3. She is open and honest to share her thoughts
One of the first “rules” we set in the early stages of dating is open and honest communication. I’ve been amazed by the level of comfort we have with each other to talk about everything under the sun, from sessions we’ve attended to the hurts we carry. Can you imagine having to hide your inner thoughts and darkest secrets from someone who will be with you for the rest of your life? Being transparent with each other—knowing that you will not be condemned or laughed at, but forgiven and comforted—is very important.
4. She is an active participant in the relationship
It takes two hands to clap. For a relationship to work, it takes both parties to be actively working on it. Your partner cannot be a “yes sir, yes sir, three bags full” partner, but one who participates actively with you. I am thankful that in our relationship, she doesn’t allow me to be chauvinistic nor does she behave like a princess who cannot take “no” for an answer. I am glad that she questions my decisions to know where I am coming from and to help sharpen my thinking so that I can make better decisions in the future.

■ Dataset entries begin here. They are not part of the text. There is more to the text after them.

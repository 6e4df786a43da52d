//! Integration tests for the SQLite store
//!
//! - JSON properties are stored as TEXT and read back verbatim
//! - UNIQUE and PRIMARY KEY failures map to storage constraint errors
//! - Batches run in one transaction
//! - File-backed databases survive reopening

use std::collections::BTreeMap;

use strata_core::{EntityMetadata, PropertyMetadata, ScalarType};
use strata_storage::{
    Backend, ColumnValue, NativeValue, RelationalStore, Selector, StorageError, Update,
    VersionBump, WriteOp,
};
use tempfile::TempDir;

// ============================================================================
// Helper Functions
// ============================================================================

fn user_entity() -> EntityMetadata {
    EntityMetadata::builder("User")
        .property(PropertyMetadata::scalar("email", ScalarType::String).unique())
        .property(PropertyMetadata::scalar("age", ScalarType::Int))
        .property(PropertyMetadata::json("devices"))
        .versioned("version")
        .build()
}

fn store() -> RelationalStore {
    let store = RelationalStore::open_in_memory().unwrap();
    store.ensure_collection(&user_entity()).unwrap();
    store
}

fn text(s: &str) -> ColumnValue {
    ColumnValue::Text(s.to_string())
}

fn insert_user(id: &str, email: &str, devices: &str) -> WriteOp {
    let fields: BTreeMap<String, NativeValue> = [
        ("email".to_string(), NativeValue::Column(text(email))),
        ("devices".to_string(), NativeValue::Column(text(devices))),
    ]
    .into_iter()
    .collect();
    WriteOp::Insert {
        collection: "user".to_string(),
        id: id.to_string(),
        fields,
        version: Some(1),
    }
}

fn set_devices(id: &str, devices: &str, version: Option<VersionBump>) -> WriteOp {
    WriteOp::Update {
        collection: "user".to_string(),
        id: id.to_string(),
        update: Update::Columns([("devices".to_string(), text(devices))].into_iter().collect()),
        version,
    }
}

// ============================================================================
// Round trips
// ============================================================================

#[test]
fn test_json_text_round_trip() {
    let store = store();
    let payload = r#"{"bought":{"$type":"datetime","$value":"2024-05-01T08:30:00Z"}}"#;
    store.apply(&[insert_user("u1", "a@x", payload)]).unwrap();

    assert_eq!(store.raw_column("user", "u1", "devices").unwrap(), text(payload));

    let rows = store.find("user", &Selector::all(), None).unwrap();
    assert_eq!(rows.len(), 1);
    assert_eq!(rows[0].version, Some(1));
    assert_eq!(
        rows[0].fields.get("devices"),
        Some(&NativeValue::Column(text(payload)))
    );
    // NULL columns are absent
    assert!(!rows[0].fields.contains_key("age"));
}

#[test]
fn test_null_selector_uses_is_null() {
    let store = store();
    store.apply(&[insert_user("u1", "a@x", "{}")]).unwrap();
    let rows = store
        .find("user", &Selector::all().and_eq("age", ColumnValue::Null), None)
        .unwrap();
    assert_eq!(rows.len(), 1);
}

#[test]
fn test_update_rewrites_column_and_bumps_version() {
    let store = store();
    store.apply(&[insert_user("u1", "a@x", r#"{"a":1}"#)]).unwrap();
    let outcome = store
        .apply(&[set_devices("u1", r#"{"a":2}"#, Some(VersionBump { expected: 1, next: 2 }))])
        .unwrap();
    assert_eq!(outcome.updated, 1);

    let rows = store
        .find("user", &Selector::all().and_eq("id", text("u1")), None)
        .unwrap();
    assert_eq!(rows[0].version, Some(2));
    assert_eq!(rows[0].fields.get("devices"), Some(&NativeValue::Column(text(r#"{"a":2}"#))));
}

// ============================================================================
// Constraints
// ============================================================================

#[test]
fn test_unique_violation_names_column() {
    let store = store();
    store.apply(&[insert_user("u1", "same@x", "{}")]).unwrap();
    let err = store.apply(&[insert_user("u2", "same@x", "{}")]).unwrap_err();
    match err {
        StorageError::UniqueViolation { collection, field } => {
            assert_eq!(collection, "user");
            assert_eq!(field, "email");
        }
        other => panic!("expected unique violation, got {:?}", other),
    }
}

#[test]
fn test_duplicate_primary_key() {
    let store = store();
    store.apply(&[insert_user("u1", "a@x", "{}")]).unwrap();
    let err = store.apply(&[insert_user("u1", "b@x", "{}")]).unwrap_err();
    assert!(matches!(err, StorageError::DuplicateKey { .. }));
}

#[test]
fn test_stale_version_and_missing_row() {
    let store = store();
    store.apply(&[insert_user("u1", "a@x", "{}")]).unwrap();
    store
        .apply(&[set_devices("u1", "[]", Some(VersionBump { expected: 1, next: 2 }))])
        .unwrap();

    let stale = store
        .apply(&[set_devices("u1", "[1]", Some(VersionBump { expected: 1, next: 2 }))])
        .unwrap_err();
    assert!(matches!(
        stale,
        StorageError::VersionMismatch { expected: 1, actual: Some(2), .. }
    ));

    let missing = store.apply(&[set_devices("ghost", "[]", None)]).unwrap_err();
    assert!(matches!(missing, StorageError::Missing { .. }));
}

#[test]
fn test_failed_batch_rolls_back() {
    let store = store();
    store.apply(&[insert_user("u1", "a@x", "{}")]).unwrap();
    let result = store.apply(&[
        insert_user("u2", "b@x", "{}"),
        insert_user("u3", "a@x", "{}"),
    ]);
    assert!(result.is_err());
    assert_eq!(store.find("user", &Selector::all(), None).unwrap().len(), 1);
}

// ============================================================================
// Schema
// ============================================================================

#[test]
fn test_drop_collection() {
    let store = store();
    store.apply(&[insert_user("u1", "a@x", "{}")]).unwrap();
    store.drop_collection("user").unwrap();
    assert!(matches!(
        store.find("user", &Selector::all(), None),
        Err(StorageError::UnknownCollection(_))
    ));
    store.ensure_collection(&user_entity()).unwrap();
    assert!(store.find("user", &Selector::all(), None).unwrap().is_empty());
}

#[test]
fn test_file_database_survives_reopen() {
    let dir = TempDir::new().unwrap();
    let path = dir.path().join("orm.db");
    {
        let store = RelationalStore::open(&path).unwrap();
        store.ensure_collection(&user_entity()).unwrap();
        store.apply(&[insert_user("u1", "a@x", r#"{"k":"v"}"#)]).unwrap();
    }

    let store = RelationalStore::open(&path).unwrap();
    store.ensure_collection(&user_entity()).unwrap();
    let rows = store.find("user", &Selector::all(), None).unwrap();
    assert_eq!(rows.len(), 1);
    assert_eq!(rows[0].fields.get("devices"), Some(&NativeValue::Column(text(r#"{"k":"v"}"#))));
}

5. She loves (or learns to love) what I love
Being in a relationship does not mean the end of one’s hobbies and interests. It does not mean you must find someone who loves the same things as you. While I am sporty by nature (one of my favorite sports is basketball), she is fearful of balls due to a bad childhood experience. But it did not mean I had to give up playing basketball; she’s been supportive and occasionally joins in the game to learn to enjoy what I enjoy.
My final point is this: the Bible speaks of the principle of leaving and cleaving (Genesis 2:24). If you cannot see yourself leaving your old habits or preferences, giving up your “personal space” for her, learning to love what she loves, and being comfortable enough to bare your heart to her, perhaps what you’re looking for is a playmate and not a soul mate.
Does this sound like an impossible and arduous endeavor? Take heart! This journey of leaving and cleaving is much more enjoyable than you ever imagined it to be.